TASK BRIEF: Scan the records below. List lines holding "AnalysisInput".

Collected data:
*** Begin section ***

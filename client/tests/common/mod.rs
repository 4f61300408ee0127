#![allow(dead_code)]

use chrono::{TimeZone, Utc};
use client::{
    AnalysisBackend, AnalysisInput, AnalysisOrchestrator, ClassifierApi, ClientConfig,
    FileMeta, HistoryReconciler, LocalHistoryCache, MemoryStore, TransportError, UsersApi,
};
use shared::{
    AnalysisRecord, ApiMessage, ClassificationResponse, HealthResponse, LoginRequest,
    LoginResponse, Mode, PasswordResetRequest, ProfileUpdate, RegisterRequest,
    ResetPasswordRequest, SaveAnalysisRequest, UserProfile, UserUpdate,
};
use std::cell::{Cell, RefCell};
use std::collections::VecDeque;
use std::future::Future;
use std::pin::Pin;
use std::rc::Rc;
use std::task::{Context, Poll};

pub fn init_logging() {
    let _ = env_logger::builder().is_test(true).try_init();
}

/// Returns `Pending` once so joined futures interleave deterministically.
pub struct YieldNow(bool);

impl Future for YieldNow {
    type Output = ();

    fn poll(mut self: Pin<&mut Self>, cx: &mut Context<'_>) -> Poll<()> {
        if self.0 {
            Poll::Ready(())
        } else {
            self.0 = true;
            cx.waker().wake_by_ref();
            Poll::Pending
        }
    }
}

pub fn yield_now() -> YieldNow {
    YieldNow(false)
}

pub fn record(id: &str, minute: u32, emotions: &[(&str, f64)]) -> AnalysisRecord {
    let emotions: shared::EmotionDistribution = emotions.iter().cloned().collect();
    AnalysisRecord {
        id: id.into(),
        created_at: Utc.with_ymd_and_hms(2025, 5, 1, 10, minute, 0).unwrap(),
        image_url: None,
        text: String::new(),
        dominant_emotion: emotions.dominant().unwrap_or_default().to_string(),
        emotions,
        mode: Mode::Text,
    }
}

pub fn success(json_emotions: &str, dominant: &str) -> ClassificationResponse {
    serde_json::from_str(&format!(
        r#"{{"success": true, "data": {{"emotions": {}, "dominant_emotion": "{}"}}}}"#,
        json_emotions, dominant
    ))
    .unwrap()
}

pub fn png(size: u64) -> FileMeta {
    FileMeta::new("drawing.png", "image/png", size)
}

#[derive(Default)]
pub struct ClassifierState {
    pub model_loaded: Cell<bool>,
    pub health_fails: Cell<bool>,
    pub health_calls: Cell<usize>,
    pub responses: RefCell<VecDeque<Result<ClassificationResponse, TransportError>>>,
    pub requests: RefCell<Vec<(Mode, AnalysisInput<FileMeta>)>>,
    pub yield_before_reply: Cell<bool>,
}

#[derive(Clone, Default)]
pub struct FakeClassifier {
    pub state: Rc<ClassifierState>,
}

impl FakeClassifier {
    pub fn healthy() -> Self {
        let fake = Self::default();
        fake.state.model_loaded.set(true);
        fake
    }

    pub fn reply(&self, response: Result<ClassificationResponse, TransportError>) {
        self.state.responses.borrow_mut().push_back(response);
    }
}

impl ClassifierApi for FakeClassifier {
    type Upload = FileMeta;

    async fn health(&self, _mode: Mode) -> Result<HealthResponse, TransportError> {
        self.state.health_calls.set(self.state.health_calls.get() + 1);
        if self.state.health_fails.get() {
            return Err(TransportError::Network("connection refused".into()));
        }
        Ok(HealthResponse {
            model_loaded: self.state.model_loaded.get(),
        })
    }

    async fn classify(
        &self,
        mode: Mode,
        input: &AnalysisInput<FileMeta>,
    ) -> Result<ClassificationResponse, TransportError> {
        self.state.requests.borrow_mut().push((mode, input.clone()));
        let reply = self
            .state
            .responses
            .borrow_mut()
            .pop_front()
            .unwrap_or(Err(TransportError::Timeout));
        if self.state.yield_before_reply.get() {
            yield_now().await;
        }
        reply
    }
}

#[derive(Default)]
pub struct BackendState {
    pub records: RefCell<Vec<AnalysisRecord>>,
    pub saved: RefCell<Vec<SaveAnalysisRequest>>,
    pub deleted: RefCell<Vec<String>>,
    pub fetch_fails: Cell<bool>,
    pub fetch_one_fails: Cell<bool>,
    pub save_fails: Cell<bool>,
    pub delete_fails: Cell<bool>,
    pub yield_on_fetch: Cell<bool>,
    pub next_id: Cell<u32>,
}

#[derive(Clone, Default)]
pub struct FakeBackend {
    pub state: Rc<BackendState>,
}

impl FakeBackend {
    pub fn with_records(records: Vec<AnalysisRecord>) -> Self {
        let fake = Self::default();
        *fake.state.records.borrow_mut() = records;
        fake
    }
}

impl AnalysisBackend for FakeBackend {
    async fn fetch_all(&self) -> Result<Vec<AnalysisRecord>, TransportError> {
        if self.state.yield_on_fetch.get() {
            yield_now().await;
        }
        if self.state.fetch_fails.get() {
            return Err(TransportError::Network("offline".into()));
        }
        Ok(self.state.records.borrow().clone())
    }

    async fn fetch_one(&self, id: &str) -> Result<AnalysisRecord, TransportError> {
        if self.state.fetch_one_fails.get() {
            return Err(TransportError::Timeout);
        }
        self.state
            .records
            .borrow()
            .iter()
            .find(|r| r.id == id)
            .cloned()
            .ok_or(TransportError::Status {
                status: 404,
                detail: Some("Analysis not found".into()),
            })
    }

    async fn save(&self, request: &SaveAnalysisRequest) -> Result<AnalysisRecord, TransportError> {
        self.state.saved.borrow_mut().push(request.clone());
        if self.state.save_fails.get() {
            return Err(TransportError::Status {
                status: 500,
                detail: None,
            });
        }
        let id = self.state.next_id.get() + 1;
        self.state.next_id.set(id);
        let record = AnalysisRecord {
            id: format!("srv-{}", id),
            created_at: Utc.with_ymd_and_hms(2025, 5, 2, 9, 0, id).unwrap(),
            image_url: request.image_url.clone(),
            text: request.text.clone(),
            emotions: request.emotions.clone(),
            dominant_emotion: request.dominant_emotion.clone(),
            mode: request.mode,
        };
        self.state.records.borrow_mut().insert(0, record.clone());
        Ok(record)
    }

    async fn delete(&self, id: &str) -> Result<(), TransportError> {
        self.state.deleted.borrow_mut().push(id.to_string());
        if self.state.delete_fails.get() {
            return Err(TransportError::Status {
                status: 503,
                detail: None,
            });
        }
        self.state.records.borrow_mut().retain(|r| r.id != id);
        Ok(())
    }
}

pub struct Fixture {
    pub store: MemoryStore,
    pub classifier: FakeClassifier,
    pub backend: FakeBackend,
    pub history: Rc<HistoryReconciler<FakeBackend, MemoryStore>>,
    pub orchestrator: AnalysisOrchestrator<FakeClassifier, FakeBackend, MemoryStore>,
}

pub fn fixture_with(config: ClientConfig, backend: FakeBackend) -> Fixture {
    init_logging();
    let store = MemoryStore::new();
    let classifier = FakeClassifier::healthy();
    let cache = LocalHistoryCache::new(
        store.clone(),
        config.history.cache_key.clone(),
        config.history.capacity,
    );
    let history = Rc::new(HistoryReconciler::new(backend.clone(), cache));
    let orchestrator =
        AnalysisOrchestrator::new(classifier.clone(), history.clone(), Rc::new(config));
    Fixture {
        store,
        classifier,
        backend,
        history,
        orchestrator,
    }
}

pub fn fixture() -> Fixture {
    fixture_with(ClientConfig::default(), FakeBackend::default())
}

#[derive(Default)]
pub struct UsersState {
    pub login_reply: RefCell<Option<Result<LoginResponse, TransportError>>>,
    pub users: RefCell<Vec<UserProfile>>,
    pub registered: RefCell<Vec<RegisterRequest>>,
    pub patches: RefCell<Vec<(String, UserUpdate)>>,
    pub fetch_user_fails: Cell<bool>,
    pub offline: Cell<bool>,
    pub tokens_seen: RefCell<Vec<String>>,
}

#[derive(Clone, Default)]
pub struct FakeUsers {
    pub state: Rc<UsersState>,
}

impl FakeUsers {
    fn check(&self, token: Option<&str>) -> Result<(), TransportError> {
        if let Some(token) = token {
            self.state.tokens_seen.borrow_mut().push(token.to_string());
        }
        if self.state.offline.get() {
            return Err(TransportError::Network("offline".into()));
        }
        Ok(())
    }
}

impl UsersApi for FakeUsers {
    async fn login(&self, _request: &LoginRequest) -> Result<LoginResponse, TransportError> {
        self.check(None)?;
        self.state
            .login_reply
            .borrow_mut()
            .take()
            .unwrap_or(Err(TransportError::Status {
                status: 401,
                detail: None,
            }))
    }

    async fn register(&self, request: &RegisterRequest) -> Result<(), TransportError> {
        self.check(None)?;
        self.state.registered.borrow_mut().push(request.clone());
        Ok(())
    }

    async fn profile(&self, token: &str) -> Result<UserProfile, TransportError> {
        self.check(Some(token))?;
        self.state
            .users
            .borrow()
            .first()
            .cloned()
            .ok_or(TransportError::Status {
                status: 404,
                detail: None,
            })
    }

    async fn update_profile(
        &self,
        token: &str,
        update: &ProfileUpdate,
    ) -> Result<UserProfile, TransportError> {
        self.check(Some(token))?;
        let mut users = self.state.users.borrow_mut();
        let me = users.first_mut().ok_or(TransportError::Status {
            status: 404,
            detail: None,
        })?;
        if let Some(name) = &update.name {
            me.name = name.clone();
        }
        if let Some(email) = &update.email {
            me.email = email.clone();
        }
        Ok(me.clone())
    }

    async fn list_users(&self, token: &str) -> Result<Vec<UserProfile>, TransportError> {
        self.check(Some(token))?;
        Ok(self.state.users.borrow().clone())
    }

    async fn fetch_user(&self, token: &str, id: &str) -> Result<UserProfile, TransportError> {
        self.check(Some(token))?;
        if self.state.fetch_user_fails.get() {
            return Err(TransportError::Timeout);
        }
        self.state
            .users
            .borrow()
            .iter()
            .find(|u| u.id == id)
            .cloned()
            .ok_or(TransportError::Status {
                status: 404,
                detail: None,
            })
    }

    async fn update_user(
        &self,
        token: &str,
        id: &str,
        update: &UserUpdate,
    ) -> Result<(), TransportError> {
        self.check(Some(token))?;
        self.state
            .patches
            .borrow_mut()
            .push((id.to_string(), update.clone()));
        if let Some(user) = self.state.users.borrow_mut().iter_mut().find(|u| u.id == id) {
            user.apply(update);
        }
        Ok(())
    }

    async fn request_password_reset(
        &self,
        _request: &PasswordResetRequest,
    ) -> Result<ApiMessage, TransportError> {
        self.check(None)?;
        Ok(ApiMessage::default())
    }

    async fn reset_password(
        &self,
        request: &ResetPasswordRequest,
    ) -> Result<ApiMessage, TransportError> {
        self.check(None)?;
        if request.token == "expired" {
            return Err(TransportError::Status {
                status: 400,
                detail: Some("Token inválido o expirado".into()),
            });
        }
        Ok(ApiMessage::default())
    }
}
use super::super::Model;
use shared::emotion::{display_label, label_icon};
use yew::prelude::*;

pub fn render_results(model: &Model) -> Html {
    let Some(record) = model.history().displayed() else {
        return html! {};
    };
    let scale = model.orchestrator.config().scale(record.mode);
    let bars = record.emotions.bars(scale);
    let dominant = record.dominant_emotion.as_str();

    html! {
        <div class="results-container">
            <div class="result-header">
                <h2>
                    { label_icon(dominant) }
                    { format!(" Emoción dominante: {}", display_label(dominant)) }
                </h2>
                if !record.text.is_empty() {
                    <p class="analyzed-text">{ format!("\u{201c}{}\u{201d}", record.text) }</p>
                }
                if let Some(url) = &record.image_url {
                    <img class="analyzed-image" src={url.clone()} alt="Imagen analizada" />
                }
            </div>
            <div class="detailed-results">
                <h3>{"Distribución de emociones"}</h3>
                <div class="result-bars">
                    { for bars.iter().map(|bar| html! {
                        <div class={classes!("result-item", (bar.label == dominant).then_some("dominant"))}>
                            <div class="result-label">
                                { format!("{} {}", label_icon(&bar.label), display_label(&bar.label)) }
                            </div>
                            <div class="result-bar-container">
                                <div class="result-bar" style={bar.style()}></div>
                            </div>
                            <div class="result-value">{ bar.percent_text() }</div>
                        </div>
                    })}
                </div>
            </div>
        </div>
    }
}
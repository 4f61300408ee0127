//! Seams to the outside world. The browser build implements these over
//! `gloo-net`; tests use in-memory fakes.
#![allow(async_fn_in_trait)]

use shared::{
    AnalysisRecord, ApiMessage, ClassificationResponse, HealthResponse, LoginRequest,
    LoginResponse, Mode, PasswordResetRequest, ProfileUpdate, RegisterRequest,
    ResetPasswordRequest, SaveAnalysisRequest, UserProfile, UserUpdate,
};

use crate::error::TransportError;

/// Content submitted for classification. `U` is the platform's file handle.
#[derive(Debug, Clone, PartialEq)]
pub enum AnalysisInput<U> {
    File(U),
    Text(String),
}

/// The external emotion classifiers.
pub trait ClassifierApi {
    type Upload;

    async fn health(&self, mode: Mode) -> Result<HealthResponse, TransportError>;

    /// A single POST; non-2xx replies carry the server's detail when it sent one.
    async fn classify(
        &self,
        mode: Mode,
        input: &AnalysisInput<Self::Upload>,
    ) -> Result<ClassificationResponse, TransportError>;
}

/// The backend that persists analyses.
pub trait AnalysisBackend {
    async fn fetch_all(&self) -> Result<Vec<AnalysisRecord>, TransportError>;
    async fn fetch_one(&self, id: &str) -> Result<AnalysisRecord, TransportError>;
    async fn save(&self, request: &SaveAnalysisRequest) -> Result<AnalysisRecord, TransportError>;
    async fn delete(&self, id: &str) -> Result<(), TransportError>;
}

/// The users REST API.
pub trait UsersApi {
    async fn login(&self, request: &LoginRequest) -> Result<LoginResponse, TransportError>;
    async fn register(&self, request: &RegisterRequest) -> Result<(), TransportError>;
    async fn profile(&self, token: &str) -> Result<UserProfile, TransportError>;
    async fn update_profile(
        &self,
        token: &str,
        update: &ProfileUpdate,
    ) -> Result<UserProfile, TransportError>;
    async fn list_users(&self, token: &str) -> Result<Vec<UserProfile>, TransportError>;
    async fn fetch_user(&self, token: &str, id: &str) -> Result<UserProfile, TransportError>;
    async fn update_user(
        &self,
        token: &str,
        id: &str,
        update: &UserUpdate,
    ) -> Result<(), TransportError>;
    async fn request_password_reset(
        &self,
        request: &PasswordResetRequest,
    ) -> Result<ApiMessage, TransportError>;
    async fn reset_password(
        &self,
        request: &ResetPasswordRequest,
    ) -> Result<ApiMessage, TransportError>;
}

/// Blocking yes/no prompt.
pub trait Confirm {
    fn confirm(&self, message: &str) -> bool;
}

impl<F: Fn(&str) -> bool> Confirm for F {
    fn confirm(&self, message: &str) -> bool {
        self(message)
    }
}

*** End section ***

YOUR RESPONSE:
    AnalysisBackend, AnalysisInput, AnalysisOrchestrator, ClassifierApi, ClientConfig,
    pub requests: RefCell<Vec<(Mode, AnalysisInput<FileMeta>)>>,
        input: &AnalysisInput<FileMeta>,
pub enum AnalysisInput<U> {
        input: &AnalysisInput<Self::Upload>,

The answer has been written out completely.